Background People with Alzheimer’s disease (AD) generally receive less analgesic medications and verbally report pain less frequently than age‐matched healthy controls (Scherder 2005). Studies have also shown that people with AD exhibit differences in neural responses to acute experimental pain relative to controls (Monroe 2017). Several studies demonstrate that women report more pain than men and are at a greater risk for mismanagement of pain irrespective of cognitive status (Fillingim 2009). Thus, this study aimed to investigate sex differences in the neurophysiological response (fMRI) to experimental thermal pain in people with AD when compared to controls.

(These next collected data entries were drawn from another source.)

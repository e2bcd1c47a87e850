//! Log-based event sink adapter.
//!
//! Implements [`EventSink`] by writing structured application events to
//! the ESP-IDF logger (which goes to UART / USB-CDC in production).
//! Alarm reports additionally go out as one JSON line so a host-side
//! collector can pick them out of the console stream.

use log::{error, info, warn};

use crate::app::events::AppEvent;
use crate::app::ports::EventSink;
use crate::report::{EventReport, StatusReport};

/// Adapter that logs every [`AppEvent`] to the serial console.
#[derive(Default)]
pub struct LogEventSink {
    alarms: u32,
}

impl LogEventSink {
    pub fn new() -> Self {
        Self { alarms: 0 }
    }

    /// Alarm reports written since boot.
    pub fn alarms_written(&self) -> u32 {
        self.alarms
    }
}

/// Serialise an alarm report as a single JSON object.
pub fn alarm_json(report: &EventReport) -> Option<String> {
    serde_json::to_string(report).ok()
}

fn log_status(s: &StatusReport) {
    info!(
        "STATUS | {} | T={:.1}\u{00b0}C | hazard={} | risk={:?} | action=\"{}\" | \
         X={:4} Y={:4} pressed={} | rgb={} | countdown={}",
        s.state.name(),
        s.temperature_c,
        if s.hazard { "YES" } else { "NO" },
        s.risk,
        s.recommended_action,
        s.raw_x,
        s.raw_y,
        if s.joystick_pressed { "YES" } else { "NO" },
        if s.system_on { "GREEN (system on)" } else { "RED (system off)" },
        s.countdown,
    );
}

impl EventSink for LogEventSink {
    fn emit(&mut self, event: &AppEvent) {
        match event {
            AppEvent::Status(s) => log_status(s),
            AppEvent::StateChanged { from, to } => {
                info!("STATE | {} -> {}", from.name(), to.name());
            }
            AppEvent::HazardChanged(present) => {
                info!("HAZARD | {}", if *present { "detected" } else { "cleared" });
            }
            AppEvent::Alarm(report) => {
                self.alarms = self.alarms.wrapping_add(1);
                warn!(
                    "ALARM | T={:.1}\u{00b0}C | hazard={} | cause={:?} | action=\"{}\" | final={}",
                    report.temperature_c,
                    report.hazard,
                    report.cause,
                    report.recommended_action,
                    report.final_state.name(),
                );
                match alarm_json(report) {
                    Some(json) => info!("ALARM-JSON | {}", json),
                    None => warn!("ALARM-JSON | serialisation failed"),
                }
            }
            AppEvent::CountdownExhausted {
                temperature_c,
                hazard,
            } => {
                warn!(
                    "COUNTDOWN | exhausted at {:.1}\u{00b0}C (hazard={})",
                    temperature_c, hazard
                );
            }
            AppEvent::ResetRequested => {
                error!("RESET | operator request");
            }
            AppEvent::Started(state) => {
                info!("START | initial_state={}", state.name());
            }
        }
    }
}
//! Unified error types for the Firewatch firmware.
//!
//! A single `Error` enum that every subsystem can convert into, keeping the
//! top-level loop's error handling uniform.  All variants are `Copy` so they
//! can be passed around without allocation.
//!
//! The classification and alert core itself never fails; these types cover
//! configuration validation and peripheral access in the adapter layer.

use core::fmt;

// ---------------------------------------------------------------------------
// Top-level firmware error
// ---------------------------------------------------------------------------

/// Every fallible operation in the firmware funnels into this type.
#[derive(Debug, Clone, Copy, PartialEq, Eq)]
pub enum Error {
    /// Configuration is invalid.
    Config(&'static str),
    /// Peripheral initialisation failed.
    Init(&'static str),
    /// A peripheral read or write failed.
    Peripheral(PeripheralError),
}

impl fmt::Display for Error {
    fn fmt(&self, f: &mut fmt::Formatter<'_>) -> fmt::Result {
        match self {
            Self::Config(msg) => write!(f, "config: {msg}"),
            Self::Init(msg) => write!(f, "init: {msg}"),
            Self::Peripheral(e) => write!(f, "peripheral: {e}"),
        }
    }
}

impl core::error::Error for Error {}

// ---------------------------------------------------------------------------
// Peripheral errors
// ---------------------------------------------------------------------------

#[derive(Debug, Clone, Copy, PartialEq, Eq)]
pub enum PeripheralError {
    /// ADC read returned an error or timed out.
    AdcReadFailed,
    /// GPIO set failed (buzzer line, reset strobe).
    GpioWriteFailed,
    /// PWM duty-cycle write failed (RGB output).
    PwmWriteFailed,
    /// Bitmap display transfer failed.
    DisplayWriteFailed,
    /// Indicator-matrix transfer failed.
    MatrixWriteFailed,
}

impl fmt::Display for PeripheralError {
    fn fmt(&self, f: &mut fmt::Formatter<'_>) -> fmt::Result {
        match self {
            Self::AdcReadFailed => write!(f, "ADC read failed"),
            Self::GpioWriteFailed => write!(f, "GPIO write failed"),
            Self::PwmWriteFailed => write!(f, "PWM write failed"),
            Self::DisplayWriteFailed => write!(f, "display write failed"),
            Self::MatrixWriteFailed => write!(f, "LED matrix write failed"),
        }
    }
}

impl From<PeripheralError> for Error {
    fn from(e: PeripheralError) -> Self {
        Self::Peripheral(e)
    }
}

// ---------------------------------------------------------------------------
// Convenience Result alias
// ---------------------------------------------------------------------------

/// Firmware-wide `Result` alias.
pub type Result<T> = core::result::Result<T, Error>;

We hypothesized that women with AD would have increased activation in brain regions related to the cognitive and emotional processing of pain. Method The sample consisted of 73 adults (age 65‐97), 36 adults with AD and 37 adults in a healthy control comparison group. In this study, 52.05% of the participants were female, matched across age and AD status. Experimental thermal perceptions for mild and moderate pain were collected prior to scanning. Stimuli were applied to the thenar eminence of the right hand. During fMRI, percepts were passively delivered during four runs, trials included 16 seconds of stimulus with 24 seconds of rest. Whole brain analysis for a sex by diagnostic group interaction was explored mild and moderate pain conditions. Standard SPM12 approaches were used for all analyses. Result We found significant main effects of both AD and sex in each pain condition indicating significant differences in brain activation for both males and females with AD compared to male and female controls (all p’s < 0.05), however there was no significant sex by AD group interaction in either contrast comparison. Conclusion While there are significant effects of both sex and AD on neural responses to pain, there was no significant evidence of a unique effect of sex on neural responses in AD. This work suggests that differences in pain responses by sex is relevant to consider in addition to disease specific effects. Sex differences seen in healthy cohorts may not persist to the same degree the Alzheimer’s disease brain.